Kelley and her husband, Scott Kelley, allege in a 65-page complaint filed in U.S. District Court in Washington the FBI, the Pentagon and unidentified government officials "willfully leaked damaging, false information" about them to the media, disregarding and violating the couple's privacy.
Kelley, whose complaint to an FBI investigator of harassing emails sent by an anonymous woman eventually led to the uncovering of Petraeus' affair with journalist Paula Broadwell, was also named when the Petraeus scandal widened and the Pentagon investigated emails between Kelley and U.S. Marine Corps Gen. John R. Allen in a search for possible "inappropriate communication" between the two married people.
Petraeus, who is also married, resigned Nov. 9, 2012. Allen was cleared in a misconduct inquiry Jan. 22.
"Today is an unforgettable day," Jill Kelley said in a statement Monday, "because one year ago threatening emails shook my life, and ultimately changed our country's leadership.
"It was under the faithful direction of our concerned military leaders, that I went to the law enforcement to seek the proper protection for my family, our commanders and top U.S. officials," she said.
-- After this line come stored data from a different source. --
fn rect_edges(element: &Element, builder: &mut EdgeBuilder) -> Result<(), String> {
    let x = element.coordinate("x")?;
    let y = element.coordinate("y")?;
    let w = element.coordinate("width")?;
    let h = element.coordinate("height")?;
    if w <= 0.0 || h <= 0.0 {
        return Ok(());
    }

    let rx_attr = element.attr("rx").and_then(parse_coordinate);
    let ry_attr = element.attr("ry").and_then(parse_coordinate);
    let (rx, ry) = match (rx_attr, ry_attr) {
        (Some(rx), Some(ry)) => (rx, ry),
        (Some(r), None) | (None, Some(r)) => (r, r),
        (None, None) => (0.0, 0.0),
    };
    let rx = rx.clamp(0.0, w / 2.0);
    let ry = ry.clamp(0.0, h / 2.0);

    if rx <= 0.0 || ry <= 0.0 {
        let corners = [
            DVec2::new(x, y),
            DVec2::new(x + w, y),
            DVec2::new(x + w, y + h),
            DVec2::new(x, y + h),
        ];
        for i in 0..4 {
            builder.line(corners[i], corners[(i + 1) % 4]);
        }
        return Ok(());
    }

    let radii = DVec2::new(rx, ry);
    builder.line(DVec2::new(x + rx, y), DVec2::new(x + w - rx, y));
    builder.elliptic_arc(DVec2::new(x + w - rx, y + ry), radii, 0.0, -FRAC_PI_2, FRAC_PI_2);
    builder.line(DVec2::new(x + w, y + ry), DVec2::new(x + w, y + h - ry));
    builder.elliptic_arc(DVec2::new(x + w - rx, y + h - ry), radii, 0.0, 0.0, FRAC_PI_2);
    builder.line(DVec2::new(x + w - rx, y + h), DVec2::new(x + rx, y + h));
    builder.elliptic_arc(DVec2::new(x + rx, y + h - ry), radii, 0.0, FRAC_PI_2, FRAC_PI_2);
    builder.line(DVec2::new(x, y + h - ry), DVec2::new(x, y + ry));
    builder.elliptic_arc(DVec2::new(x + rx, y + ry), radii, 0.0, PI, FRAC_PI_2);
    Ok(())
}

/// 在用户坐标系下构造曲线，再统一映射到宿主坐标。
struct EdgeBuilder {
    transform: DAffine2,
    shape: Shape,
}

impl EdgeBuilder {
    fn new(transform: DAffine2) -> Self {
        Self {
            transform,
            shape: Shape::default(),
        }
    }

    fn finish(self) -> Shape {
        self.shape
    }

    fn map(&self, point: DVec2) -> Point3 {
        let mapped = self.transform.transform_point2(point);
        Point3::new(mapped.x, mapped.y, 0.0)
    }

    fn line(&mut self, from: DVec2, to: DVec2) {
        if from.distance(to) <= GEOMETRY_TOLERANCE {
            return;
        }
        let curve = Curve::Line(LineSegment::new(self.map(from), self.map(to)));
        self.shape.push(curve);
    }

    fn bezier(&mut self, points: &[DVec2]) {
        let poles: Vec<Point3> = points.iter().map(|&p| self.map(p)).collect();
        match BSplineCurve::bezier(poles) {
            Ok(spline) => self.shape.push(Curve::BSpline(spline)),
            Err(err) => debug!(error = %err, "跳过退化的 Bézier 段"),
        }
    }

    /// 完整的圆或椭圆；仿射变换不保持圆时得到椭圆。
    fn ellipse(&mut self, center: DVec2, rx: f64, ry: f64) {
        if !(rx > 0.0 && ry > 0.0) {
            return;
        }
        let linear = self.transform.matrix2 * DMat2::from_diagonal(DVec2::new(rx, ry));
        let (major, minor, direction) = principal_axes(linear);
        let center = self.map(center);
        if (major - minor).abs() <= GEOMETRY_TOLERANCE * major.max(1.0) {
            self.shape
                .push(Curve::Circle(CircleCurve::new(center, Vector3::Z, major)));
        } else {
            self.shape.push(Curve::Ellipse(EllipseCurve {
                center,
                axis: Vector3::Z,
                major_direction: Vector3::new(direction.x, direction.y, 0.0),
                major_radius: major,
                minor_radius: minor,
            }));
        }
    }

    /// 参数形式 `C + U·cosθ + V·sinθ` 的椭圆弧，其中 U、V 由半径与旋转角确定。
    fn elliptic_arc(&mut self, center: DVec2, radii: DVec2, rotation: f64, start: f64, sweep: f64) {
        let (sin, cos) = rotation.sin_cos();
        let u = DVec2::new(cos, sin) * radii.x;
        let v = DVec2::new(-sin, cos) * radii.y;
        let arc = BSplineCurve::conic_arc(
            Point3::new(center.x, center.y, 0.0),
            Vector3::new(u.x, u.y, 0.0),
            Vector3::new(v.x, v.y, 0.0),
            start,
            sweep,
        );
        match arc {
            Ok(spline) => {
                let mapped = spline.map_poles(|pole| self.map(DVec2::new(pole.x(), pole.y())));
                self.shape.push(Curve::BSpline(mapped));
            }
            Err(err) => debug!(error = %err, "跳过退化的圆弧"),
        }
    }

    fn segment(&mut self, segment: Segment) {
        match segment {
            Segment::Line { from, to } => self.line(from, to),
            Segment::Quadratic { from, control, to } => {
                let span = from.distance(control) + control.distance(to);
                if span > GEOMETRY_TOLERANCE {
                    self.bezier(&[from, control, to]);
                }
            }
            Segment::Cubic {
                from,
                control1,
                control2,
                to,
            } => {
                let span =
                    from.distance(control1) + control1.distance(control2) + control2.distance(to);
                if span > GEOMETRY_TOLERANCE {
                    self.bezier(&[from, control1, control2, to]);
                }
            }
            Segment::Arc {
                from,
                radii,
                x_axis_rotation,
                large_arc,
                sweep,
                to,
            } => self.endpoint_arc(from, radii, x_axis_rotation, large_arc, sweep, to),
        }
    }

    /// 端点参数化的弧转换为中心参数化。
    fn endpoint_arc(
        &mut self,
        from: DVec2,
        radii: DVec2,
        x_axis_rotation: f64,
        large_arc: bool,
        sweep: bool,
        to: DVec2,
    ) {
        if from.distance(to) <= GEOMETRY_TOLERANCE {
            return;
        }
        let mut rx = radii.x.abs();
        let mut ry = radii.y.abs();
        if rx <= GEOMETRY_TOLERANCE || ry <= GEOMETRY_TOLERANCE {
            self.line(from, to);
            return;
        }

        let phi = x_axis_rotation.to_radians();
        let (sin, cos) = phi.sin_cos();
        let half = (from - to) / 2.0;
        let p = DVec2::new(cos * half.x + sin * half.y, -sin * half.x + cos * half.y);

        let lambda = (p.x * p.x) / (rx * rx) + (p.y * p.y) / (ry * ry);
        if lambda > 1.0 {
            let scale = lambda.sqrt();
            rx *= scale;
            ry *= scale;
        }

        let numerator = rx * rx * ry * ry - rx * rx * p.y * p.y - ry * ry * p.x * p.x;
        let denominator = rx * rx * p.y * p.y + ry * ry * p.x * p.x;
        let sign = if large_arc == sweep { -1.0 } else { 1.0 };
        let coefficient = sign * (numerator / denominator).max(0.0).sqrt();
        let center_prime = DVec2::new(coefficient * rx * p.y / ry, -coefficient * ry * p.x / rx);
        let mid = (from + to) / 2.0;
        let center = DVec2::new(
            cos * center_prime.x - sin * center_prime.y + mid.x,
            sin * center_prime.x + cos * center_prime.y + mid.y,
        );

        let start_vector = DVec2::new((p.x - center_prime.x) / rx, (p.y - center_prime.y) / ry);
        let end_vector = DVec2::new((-p.x - center_prime.x) / rx, (-p.y - center_prime.y) / ry);
        let start = DVec2::X.angle_to(start_vector);
        let mut delta = start_vector.angle_to(end_vector);
        if !sweep && delta > 0.0 {
            delta -= TAU;
        } else if sweep && delta < 0.0 {
            delta += TAU;
        }

        self.elliptic_arc(center, DVec2::new(rx, ry), phi, start, delta);
    }
}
"But unfortunately, we did not receive the confidentiality and protection," she said. "Instead we received highly hurtful and damaging publicity from willful leaks from high-level government officials that were false and defamatory.
"In addition, we also learned that our personal emails were wrongfully searched, and improperly disclosed," she said.
The FBI, Pentagon and Justice Department had no immediate comment.